Project Blue Book was a detailed study of UFO sightings by the US Air Force which ended in the late 1960s but there are calls to reopen it.
A group of former pilots and government officials has called on the US government to reopen Project Blue Book, an investigation into claims of UFO sightings, an investigation that was closed in the late 1960's. Project Blue Book, a detailed study of alleged UFO sightings run by the US Air Force, ended in the late 1960s. It had two main goals - to determine if UFOs were a threat to national security, and scientifically analyse UFO-related data.

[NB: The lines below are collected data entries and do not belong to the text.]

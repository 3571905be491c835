//! Normalized analyzer output
//!
//! Every adapter funnels its tool's native output into [`AnalysisResult`].
//! The two variants are mutually exclusive by construction: a result is
//! either a summary plus detail findings, or an error string. The JSON
//! shape mirrors the summary/details and error objects the report consumers
//! already understand.

use serde::{Deserialize, Serialize};
use std::path::Path;

/// Summary mapping rendered at the top of each report section.
///
/// Counts are integers; the documentation analyzer additionally stores
/// formatted percentage strings.
pub type Summary = serde_json::Map<String, serde_json::Value>;

/// Standardized message for a structurally successful run that produced
/// nothing to report. Reclassified into a `Failure` by the engine.
pub const NO_RESULTS_MSG: &str = "No issues found or not analyzable files in the repo";

/// Normalized output of one analyzer
#[derive(Debug, Clone, Serialize)]
#[serde(untagged)]
pub enum AnalysisResult {
  /// The tool ran and its output was understood
  Success { summary: Summary, details: Vec<Finding> },
  /// Any failure mode of the underlying invocation, translated locally
  Failure { error: String },
}

impl AnalysisResult {
  /// Build a failure result with a tool-attributed message
  pub fn failure(error: impl Into<String>) -> Self {
    AnalysisResult::Failure { error: error.into() }
  }

  #[allow(dead_code)] // Convenience predicate, exercised by the tests
  pub fn is_success(&self) -> bool {
    matches!(self, AnalysisResult::Success { .. })
  }

  /// Apply the empty-result policy: a `Success` with nothing in it is
  /// reported identically to an error. This is the sole case where a
  /// structurally successful call becomes a failure.
  pub fn reclassify_empty(self) -> Self {
    match self {
      AnalysisResult::Success { summary, details } if summary.is_empty() && details.is_empty() => {
        AnalysisResult::failure(NO_RESULTS_MSG)
      }
      other => other,
    }
  }

  /// Rebase every finding path onto the workspace root. The workspace is
  /// torn down before rendering, so absolute paths must not survive here.
  pub fn rebase_paths(&mut self, root: &Path) {
    if let AnalysisResult::Success { details, .. } = self {
      for finding in details {
        finding.rebase_paths(root);
      }
    }
  }
}

/// One reported issue or location. Each analyzer keeps its own record
/// shape; nothing downstream assumes a common schema across adapters.
#[derive(Debug, Clone, Serialize)]
#[serde(untagged)]
pub enum Finding {
  Security(SecurityFinding),
  Style(StyleIssue),
  Complexity(ComplexityBlock),
  FileError(FileError),
}

impl Finding {
  fn rebase_paths(&mut self, root: &Path) {
    match self {
      Finding::Security(f) => rebase(&mut f.filename, root),
      Finding::Style(i) => rebase(&mut i.path, root),
      Finding::Complexity(b) => rebase(&mut b.file, root),
      Finding::FileError(e) => rebase(&mut e.file, root),
    }
  }
}

fn rebase(path: &mut String, root: &Path) {
  if let Some(rel) = pathdiff::diff_paths(Path::new(path.as_str()), root) {
    if !rel.as_os_str().is_empty() && !rel.starts_with("..") {
      *path = rel.to_string_lossy().into_owned();
    }
  }
}

/// A bandit security finding, deserialized from its `results` array
#[derive(Debug, Clone, Serialize, Deserialize)]
pub struct SecurityFinding {
  pub filename: String,
  pub line_number: u64,
  pub issue_severity: String,
  pub issue_confidence: String,
  pub issue_text: String,
  #[serde(default)]
  pub test_id: String,
}

/// A pylint message, deserialized from its JSON reporter output
#[derive(Debug, Clone, Serialize, Deserialize)]
pub struct StyleIssue {
  /// Issue category: error, warning, refactor, convention, info or fatal
  #[serde(rename = "type")]
  pub kind: String,
  pub path: String,
  pub line: u64,
  #[serde(default)]
  pub column: u64,
  #[serde(default)]
  pub symbol: String,
  pub message: String,
  #[serde(rename = "message-id", default)]
  pub message_id: String,
}

/// One function, method or class scored by the complexity analyzer
#[derive(Debug, Clone, Serialize)]
pub struct ComplexityBlock {
  pub file: String,
  pub name: String,
  pub complexity: u32,
  /// Block kind: function, method or class
  #[serde(rename = "type")]
  pub kind: String,
  pub lineno: u64,
  /// Letter rank A (simplest) through F
  pub rank: String,
}

/// A per-file analysis error recorded in `details` instead of aborting
/// the whole adapter
#[derive(Debug, Clone, Serialize)]
pub struct FileError {
  pub file: String,
  pub error: String,
}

Thousands of UFO reports were collected, analysed and filed. As the result of the Condon Report (1968), which concluded there was nothing anomalous about UFOs. Project Blue Book was shut down in December 1969 and the Air Force continues to provide the following summary of its investigations:
- No UFO reported, investigated and evaluated by the Air Force was ever an indication of threat to our national security;
- There was no evidence submitted to or discovered by the Air Force that sightings categorised as "unidentified" represented technological developments or principles beyond the range of modern scientific knowledge;
- There was no evidence indicating that sightings categorized as "unidentified" were extraterrestrial vehicles.
By the time Project Blue Book ended, it had collected 12,618 UFO reports and concluded that most of them were misidentifications of natural phenomena (clouds, stars, etc.) or conventional aircraft.
The group calling for the files to be reopened includes former military officers, government and aviation personnel from seven countries, all of which say they have seen a UFO or have conducted research into the phenomenon. However, the Air Force says nothing has happened in the past four decades to justify resuming investigations. Every year thousands of people say they have seen UFOs in the United States and their claims are usually met with scepticism.
We want the US government to stop perpetuating the myth that all UFOs can be explained away in down-to-earth, conventional terms.Fife Symington, Ex-Governor of Arizona
The group has urged the US government to take such claims seriously. They say the apparent sightings of hovering orbs, glowing lights and high-speed spacecraft are a national security concern and should no longer be dismissed. In a statement, they said that after the attacks of 11 September it was no longer satisfactory to ignore radar returns that could not be associated with existing helicopters and other aircraft.
The group has called on the US military to re-open an investigation dormant since 1969, called Project Blue Book, in which more than 12,500 UFO claims were investigated by the Air Force. For now, it seems their pleas have been ignored - the US Air Force says nothing has changed that would support a resumption of the investigation.
However, those who believe they have seen UFOs, know they have influential supporters.